── Exercise data ──

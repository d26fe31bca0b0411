//! Implements a client for a remote feature-flag / experimentation service
//!
//! To change the default request timeout set the FLAGSYNC_TIMEOUT_MS
//! environment variable to the desired timeout value.
mod client;
mod error;
mod http;

pub mod models;
pub mod params;

pub use crate::client::Client;
pub use crate::error::Error;
use anyhow::{anyhow, Result};
use reqwest::{
    header,
    header::{HeaderMap, HeaderValue},
    Client, ClientBuilder, StatusCode,
};
use tokio::time::Duration;

use crate::models::FlagData;

const API_URL: &str = "https://api.flagsync.io/v1";

/// The environment variable to change the default timeout for requests.
const FLAGSYNC_TIMEOUT_MS: &str = "FLAGSYNC_TIMEOUT_MS";

fn create_http_connection_client() -> reqwest::Result<Client> {
    let mut headers = HeaderMap::new();
    headers.insert(header::CONNECTION, HeaderValue::from_static("keep-alive"));
    headers.insert(
        header::CONTENT_TYPE,
        HeaderValue::from_static("application/json"),
    );
    let timeout = std::env::var(FLAGSYNC_TIMEOUT_MS)
        .unwrap_or_else(|_| "3000".to_string())
        .parse::<u64>()
        .unwrap_or(3000);
    ClientBuilder::new()
        .pool_idle_timeout(Some(Duration::from_secs(60)))
        .tcp_keepalive(Some(Duration::from_secs(30)))
        .timeout(Duration::from_millis(timeout))
        .default_headers(headers)
        .build()
}

#[derive(Clone)]
pub struct FlagHttpClient {
    base_url: String,
    http_client: Client,
}

impl FlagHttpClient {
    pub fn new(base_url: Option<String>) -> Result<Self> {
        let base_url = base_url.unwrap_or_else(|| API_URL.to_string());
        let http_client = create_http_connection_client()
            .map_err(|err| anyhow!("failed to build the http client: {}", err))?;
        Ok(Self {
            base_url,
            http_client,
        })
    }

    /// Fetches the flag data for a site. When a visitor code is given the
    /// service scopes experiment assignments to it, otherwise it assigns one
    /// and returns it in the payload.
    pub async fn fetch_flag_data(
        &self,
        site_code: &str,
        visitor_code: Option<&str>,
    ) -> Result<FlagData> {
        let url = format!("{}/sites/{}/flags", self.base_url, site_code);
        let mut request = self.http_client.get(url);
        if let Some(code) = visitor_code {
            request = request.query(&[("visitorCode", code)]);
        }

        let response = request.send().await;
        let res = match response {
            Ok(result) => match result.status() {
                StatusCode::OK => Ok(result),
                status => Err(anyhow!("flag service error: {}", status)),
            },
            Err(err) => Err(anyhow!("failed to send request: {}", err)),
        }?;

        res.json::<FlagData>()
            .await
            .map_err(|err| anyhow!("error parsing flag data response: {}", err))
    }
}
//! Command implementations.

pub mod generate;
pub mod settings;
pub mod watch;

use std::sync::Arc;

use mimic_gen::{EntropySource, SeededEntropy, SystemEntropy};

use crate::config::SettingsStore;
use crate::output::OutputFormat;

/// Shared context for all commands.
#[derive(Debug, Clone)]
pub struct Context {
    /// Stored per-type settings
    pub store: SettingsStore,

    /// Output format
    pub output_format: OutputFormat,
}

/// Seeded entropy when a seed is given, operating system entropy otherwise.
pub fn entropy(seed: Option<u64>) -> Arc<dyn EntropySource> {
    match seed {
        Some(seed) => Arc::new(SeededEntropy::new(seed)),
        None => Arc::new(SystemEntropy),
    }
}
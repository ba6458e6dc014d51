//! mimicgen - decoy traffic generator for obfuscated WireGuard tunnels
//!
//! Prints DNS, QUIC and SIP junk-field values ready for a tunnel config.

use anyhow::Result;

#[tokio::main]
async fn main() -> Result<()> {
    mimic_cli::run().await
}
//! Junk-field state of a tunnel interface.

use mimic_core::{is_valid_blob, MimicResult};
use serde::{Deserialize, Serialize};

/// The `I1..I5`, `J1..J3` and `Itime` fields of an obfuscated WireGuard
/// interface, as the strings the tunnel configuration stores.
#[derive(Debug, Clone, Default, PartialEq, Eq, Serialize, Deserialize)]
#[serde(rename_all = "PascalCase")]
pub struct JunkFields {
    /// `I1` signature packet, sent first on handshake
    pub i1: String,
    /// `I2` signature packet
    pub i2: String,
    /// `I3` signature packet
    pub i3: String,
    /// `I4` signature packet
    pub i4: String,
    /// `I5` signature packet
    pub i5: String,
    /// `J1` junk packet
    pub j1: String,
    /// `J2` junk packet
    pub j2: String,
    /// `J3` junk packet
    pub j3: String,
    /// `Itime` in seconds; empty leaves the interface default
    pub itime: String,
}

impl JunkFields {
    /// Overwrite every field with the values of `result`.
    ///
    /// Slots the mimic leaves empty clear the corresponding field.
    pub fn apply(&mut self, result: &MimicResult) {
        self.i1.clone_from(&result.i1);
        self.i2.clone_from(&result.i2);
        self.i3.clone_from(&result.i3);
        self.i4.clone_from(&result.i4);
        self.i5.clone_from(&result.i5);
        self.j1.clone_from(&result.j1);
        self.j2.clone_from(&result.j2);
        self.j3.clone_from(&result.j3);
        self.itime.clone_from(&result.itime);
    }

    /// `(key, value)` pairs in configuration order.
    #[must_use]
    pub fn fields(&self) -> [(&'static str, &str); 9] {
        [
            ("I1", self.i1.as_str()),
            ("I2", self.i2.as_str()),
            ("I3", self.i3.as_str()),
            ("I4", self.i4.as_str()),
            ("I5", self.i5.as_str()),
            ("J1", self.j1.as_str()),
            ("J2", self.j2.as_str()),
            ("J3", self.j3.as_str()),
            ("Itime", self.itime.as_str()),
        ]
    }

    /// Problems with the current values; empty when the fields are usable.
    #[must_use]
    pub fn validate(&self) -> Vec<String> {
        let mut errors = Vec::new();
        for (key, value) in self.fields() {
            if value.is_empty() {
                continue;
            }
            if key == "Itime" {
                if value.parse::<u32>().is_err() {
                    errors.push(format!("{key} must be a whole number of seconds, got {value:?}"));
                }
            } else if !is_valid_blob(value) {
                errors.push(format!("{key} must be a <b 0x...> hex blob"));
            }
        }
        errors
    }

    /// `Key = value` lines for the non-empty fields.
    #[must_use]
    pub fn to_config_lines(&self) -> Vec<String> {
        self.fields()
            .into_iter()
            .filter(|(_, value)| !value.is_empty())
            .map(|(key, value)| format!("{key} = {value}"))
            .collect()
    }
}

impl From<&MimicResult> for JunkFields {
    fn from(result: &MimicResult) -> Self {
        let mut fields = Self::default();
        fields.apply(result);
        fields
    }
}

#[cfg(test)]
mod tests {
    use super::*;
    use crate::generate;
    use mimic_core::MimicSettings;

    #[test]
    fn test_apply_overwrites_all() {
        let mut fields = JunkFields {
            i3: String::from("<b 0xdead>"),
            j3: String::from("<b 0xbeef>"),
            ..JunkFields::default()
        };
        let quic = generate(&MimicSettings::default_quic()).unwrap();
        fields.apply(&quic);

        assert_eq!(fields.i1, quic.i1);
        assert_eq!(fields.itime, quic.itime);
        assert!(fields.i3.is_empty());
        assert!(fields.j3.is_empty());
    }

    #[test]
    fn test_generated_fields_validate() {
        for settings in [
            MimicSettings::default_dns(),
            MimicSettings::default_quic(),
            MimicSettings::default_sip(),
        ] {
            let fields = JunkFields::from(&generate(&settings).unwrap());
            assert!(fields.validate().is_empty());
        }
    }

    #[test]
    fn test_validate_reports_bad_values() {
        let fields = JunkFields {
            i1: String::from("<b 0xabc>"),
            j2: String::from("plain text"),
            itime: String::from("soon"),
            ..JunkFields::default()
        };
        let errors = fields.validate();
        assert_eq!(errors.len(), 3);
        assert!(errors[0].starts_with("I1 "));
        assert!(errors[1].starts_with("J2 "));
        assert!(errors[2].starts_with("Itime "));
    }

    #[test]
    fn test_config_lines() {
        let fields = JunkFields {
            i1: String::from("<b 0x0102>"),
            j1: String::from("<b 0xff>"),
            itime: String::from("150"),
            ..JunkFields::default()
        };
        assert_eq!(
            fields.to_config_lines(),
            vec!["I1 = <b 0x0102>", "J1 = <b 0xff>", "Itime = 150"]
        );
    }

    #[test]
    fn test_serialized_keys() {
        let json = serde_json::to_value(JunkFields::default()).unwrap();
        let object = json.as_object().unwrap();
        for key in ["I1", "I5", "J3", "Itime"] {
            assert!(object.contains_key(key));
        }
    }
}
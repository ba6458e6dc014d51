//! Per-protocol packet builders.
//!
//! Each builder takes the caller's settings and a [`SecureRng`](mimic_core::SecureRng)
//! and fills the slots of a [`MimicResult`](mimic_core::MimicResult). Only DNS
//! can fail, on a blank domain.

pub mod dns;
pub mod quic;
pub mod sdp;
pub mod sip;
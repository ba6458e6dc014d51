//! # mimic-cli
//!
//! Command-line front end for the `mimic-gen` packet builders.
//!
//! ## Features
//!
//! - **generate**: one DNS, QUIC or SIP mimic with per-run overrides
//! - **watch**: keep printing fresh values on the regeneration interval
//! - **settings**: persistent per-type settings under the user data directory
//! - **Multiple output formats**: colored text, JSON lines, tunnel config lines

pub mod cli;
pub mod config;
pub mod output;

pub use cli::run;
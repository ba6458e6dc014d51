//! Persistent per-type generator settings.

use anyhow::{Context as _, Result};
use directories::ProjectDirs;
use mimic_core::{MimicSettings, MimicType};
use std::path::{Path, PathBuf};
use tracing::{debug, warn};

/// Directory of `dns.json`, `quic.json` and `sip.json` settings files.
#[derive(Debug, Clone)]
pub struct SettingsStore {
    dir: PathBuf,
}

impl SettingsStore {
    /// Store under the platform data directory.
    pub fn open_default() -> Result<Self> {
        let dirs = ProjectDirs::from("org", "mimicgen", "mimicgen")
            .ok_or_else(|| anyhow::anyhow!("Could not determine data directory"))?;

        Ok(Self::at(dirs.data_dir()))
    }

    /// Store rooted at `dir`.
    pub fn at(dir: impl Into<PathBuf>) -> Self {
        Self { dir: dir.into() }
    }

    pub fn dir(&self) -> &Path {
        &self.dir
    }

    /// File holding the settings for `mimic_type`.
    pub fn path(&self, mimic_type: MimicType) -> PathBuf {
        self.dir.join(format!("{}.json", mimic_type.as_str()))
    }

    /// Load stored settings, falling back to the type's defaults.
    ///
    /// A file that is not a valid settings object is logged and ignored.
    pub fn load(&self, mimic_type: MimicType) -> Result<MimicSettings> {
        let path = self.path(mimic_type);

        if !path.exists() {
            debug!(path = %path.display(), "no stored settings, using defaults");
            return Ok(MimicSettings::default_for(mimic_type));
        }

        let content = std::fs::read_to_string(&path)
            .with_context(|| format!("Failed to read {}", path.display()))?;

        let Some(mut settings) = MimicSettings::from_json(&content) else {
            warn!(path = %path.display(), "stored settings are malformed, using defaults");
            return Ok(MimicSettings::default_for(mimic_type));
        };

        if settings.mimic_type != mimic_type {
            warn!(
                path = %path.display(),
                stored = %settings.mimic_type,
                "stored settings have the wrong type, correcting"
            );
            settings.mimic_type = mimic_type;
        }
        Ok(settings)
    }

    /// Save settings to the file for their type.
    pub fn save(&self, settings: &MimicSettings) -> Result<PathBuf> {
        let path = self.path(settings.mimic_type);

        std::fs::create_dir_all(&self.dir)
            .with_context(|| format!("Failed to create {}", self.dir.display()))?;

        let content = serde_json::to_string_pretty(settings)?;
        std::fs::write(&path, content)
            .with_context(|| format!("Failed to write {}", path.display()))?;

        debug!(path = %path.display(), "saved settings");
        Ok(path)
    }

    /// Delete stored settings; returns false if there were none.
    pub fn reset(&self, mimic_type: MimicType) -> Result<bool> {
        let path = self.path(mimic_type);

        if !path.exists() {
            return Ok(false);
        }
        std::fs::remove_file(&path)
            .with_context(|| format!("Failed to remove {}", path.display()))?;
        Ok(true)
    }
}

#[cfg(test)]
mod tests {
    use super::*;
    use tempfile::TempDir;

    #[test]
    fn test_defaults_when_empty() {
        let dir = TempDir::new().unwrap();
        let store = SettingsStore::at(dir.path());
        for mimic_type in MimicType::ALL {
            assert_eq!(
                store.load(mimic_type).unwrap(),
                MimicSettings::default_for(mimic_type)
            );
        }
    }

    #[test]
    fn test_save_and_load() {
        let dir = TempDir::new().unwrap();
        let store = SettingsStore::at(dir.path().join("nested"));
        let settings = MimicSettings {
            quic_version: String::from("2"),
            itime_min: 200,
            ..MimicSettings::default_quic()
        };

        let path = store.save(&settings).unwrap();
        assert_eq!(path, dir.path().join("nested").join("quic.json"));
        assert_eq!(store.load(MimicType::Quic).unwrap(), settings);
        assert_eq!(
            store.load(MimicType::Sip).unwrap(),
            MimicSettings::default_sip()
        );
    }

    #[test]
    fn test_malformed_file_uses_defaults() {
        let dir = TempDir::new().unwrap();
        let store = SettingsStore::at(dir.path());
        std::fs::write(store.path(MimicType::Dns), "{ not json").unwrap();

        assert_eq!(
            store.load(MimicType::Dns).unwrap(),
            MimicSettings::default_dns()
        );
    }

    #[test]
    fn test_type_follows_file_name() {
        let dir = TempDir::new().unwrap();
        let store = SettingsStore::at(dir.path());
        std::fs::write(
            store.path(MimicType::Sip),
            r#"{"type":"DNS","sipToUser":"carol"}"#,
        )
        .unwrap();

        let settings = store.load(MimicType::Sip).unwrap();
        assert_eq!(settings.mimic_type, MimicType::Sip);
        assert_eq!(settings.sip_to_user, "carol");
        assert_eq!(settings.sip_from_user, "alice");
    }

    #[test]
    fn test_reset() {
        let dir = TempDir::new().unwrap();
        let store = SettingsStore::at(dir.path());
        assert!(!store.reset(MimicType::Dns).unwrap());

        store.save(&MimicSettings::default_dns()).unwrap();
        assert!(store.reset(MimicType::Dns).unwrap());
        assert!(!store.path(MimicType::Dns).exists());
    }
}
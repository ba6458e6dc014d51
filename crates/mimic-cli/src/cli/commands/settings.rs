//! `mimicgen settings` - stored settings management.

use anyhow::{Context as _, Result};
use colored::Colorize;
use mimic_core::{MimicSettings, MimicType};

use super::Context;
use crate::cli::args::{SettingsArgs, SettingsCommands};
use crate::output::{render_settings, OutputFormat};

pub fn execute(ctx: &Context, args: SettingsArgs) -> Result<()> {
    match args.command {
        SettingsCommands::Show { mimic_type } => show_settings(ctx, mimic_type),
        SettingsCommands::Set {
            mimic_type,
            key,
            value,
        } => set_settings(ctx, mimic_type, &key, &value),
        SettingsCommands::Reset { mimic_type } => reset_settings(ctx, mimic_type),
        SettingsCommands::Path => {
            println!("{}", ctx.store.dir().display());
            Ok(())
        }
    }
}

fn show_settings(ctx: &Context, mimic_type: MimicType) -> Result<()> {
    let settings = ctx.store.load(mimic_type)?;
    println!("{}", render_settings(ctx.output_format, &settings)?);
    Ok(())
}

fn set_settings(ctx: &Context, mimic_type: MimicType, key: &str, value: &str) -> Result<()> {
    let mut settings = ctx.store.load(mimic_type)?;
    set_value(&mut settings, key, value)?;
    let settings = settings.coerce_ranges();
    ctx.store.save(&settings)?;

    if ctx.output_format == OutputFormat::Text {
        println!(
            "{} {} set to {} for {}.",
            "Success:".green().bold(),
            key,
            value.cyan(),
            mimic_type
        );
    }
    Ok(())
}

fn reset_settings(ctx: &Context, mimic_type: MimicType) -> Result<()> {
    let removed = ctx.store.reset(mimic_type)?;

    if ctx.output_format == OutputFormat::Text {
        if removed {
            println!("{} {} settings reset to defaults.", "Success:".green().bold(), mimic_type);
        } else {
            println!("{} settings already at defaults.", mimic_type);
        }
    }
    Ok(())
}

/// Assign one settings key from its string form.
///
/// Keys use the names of the settings JSON. Numeric values are clamped by
/// the caller.
fn set_value(settings: &mut MimicSettings, key: &str, value: &str) -> Result<()> {
    let number = || -> Result<u32> {
        value
            .parse()
            .with_context(|| format!("{key} expects a whole number, got {value:?}"))
    };

    match key {
        "domain" => settings.domain = value.to_string(),
        "sipFromUser" => settings.sip_from_user = value.to_string(),
        "sipToUser" => settings.sip_to_user = value.to_string(),
        "sipFromDomain" => settings.sip_from_domain = value.to_string(),
        "sipToDomain" => settings.sip_to_domain = value.to_string(),
        "quicVersion" => settings.quic_version = value.to_string(),
        "itimeMin" => settings.itime_min = number()?,
        "itimeMax" => settings.itime_max = number()?,
        "regenerateIntervalSeconds" => settings.regenerate_interval_seconds = number()?,
        _ => {
            anyhow::bail!(
                "Unknown settings key: {}\n\n\
                 Available keys:\n  \
                 domain                     - Domain to query (DNS)\n  \
                 sipFromUser, sipToUser     - Caller and callee users (SIP)\n  \
                 sipFromDomain, sipToDomain - Caller and callee domains (SIP)\n  \
                 quicVersion                - 1, 2, or anything else for draft (QUIC)\n  \
                 itimeMin, itimeMax         - Itime bounds, 100..600\n  \
                 regenerateIntervalSeconds  - Seconds between refreshes, 20..60",
                key
            );
        }
    }
    Ok(())
}

#[cfg(test)]
mod tests {
    use super::*;

    #[test]
    fn test_set_text_values() {
        let mut settings = MimicSettings::default_sip();
        set_value(&mut settings, "sipToUser", "carol").unwrap();
        set_value(&mut settings, "quicVersion", "2").unwrap();
        assert_eq!(settings.sip_to_user, "carol");
        assert_eq!(settings.quic_version, "2");
    }

    #[test]
    fn test_set_numbers() {
        let mut settings = MimicSettings::default_dns();
        set_value(&mut settings, "itimeMax", "700").unwrap();
        set_value(&mut settings, "regenerateIntervalSeconds", "45").unwrap();
        let settings = settings.coerce_ranges();
        assert_eq!(settings.itime_max, 600);
        assert_eq!(settings.regenerate_interval_seconds, 45);

        let mut settings = MimicSettings::default_dns();
        let err = set_value(&mut settings, "itimeMin", "soon").unwrap_err();
        assert!(err.to_string().contains("whole number"));
    }

    #[test]
    fn test_unknown_key() {
        let mut settings = MimicSettings::default_dns();
        let err = set_value(&mut settings, "type", "SIP").unwrap_err();
        assert!(err.to_string().starts_with("Unknown settings key: type"));
        assert_eq!(settings, MimicSettings::default_dns());
    }
}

───

• Task to carry out
Go through the material above, find each line with the string "async", and copy it.

• Reply to the task
    pub async fn fetch_flag_data(
async fn main() -> Result<()> {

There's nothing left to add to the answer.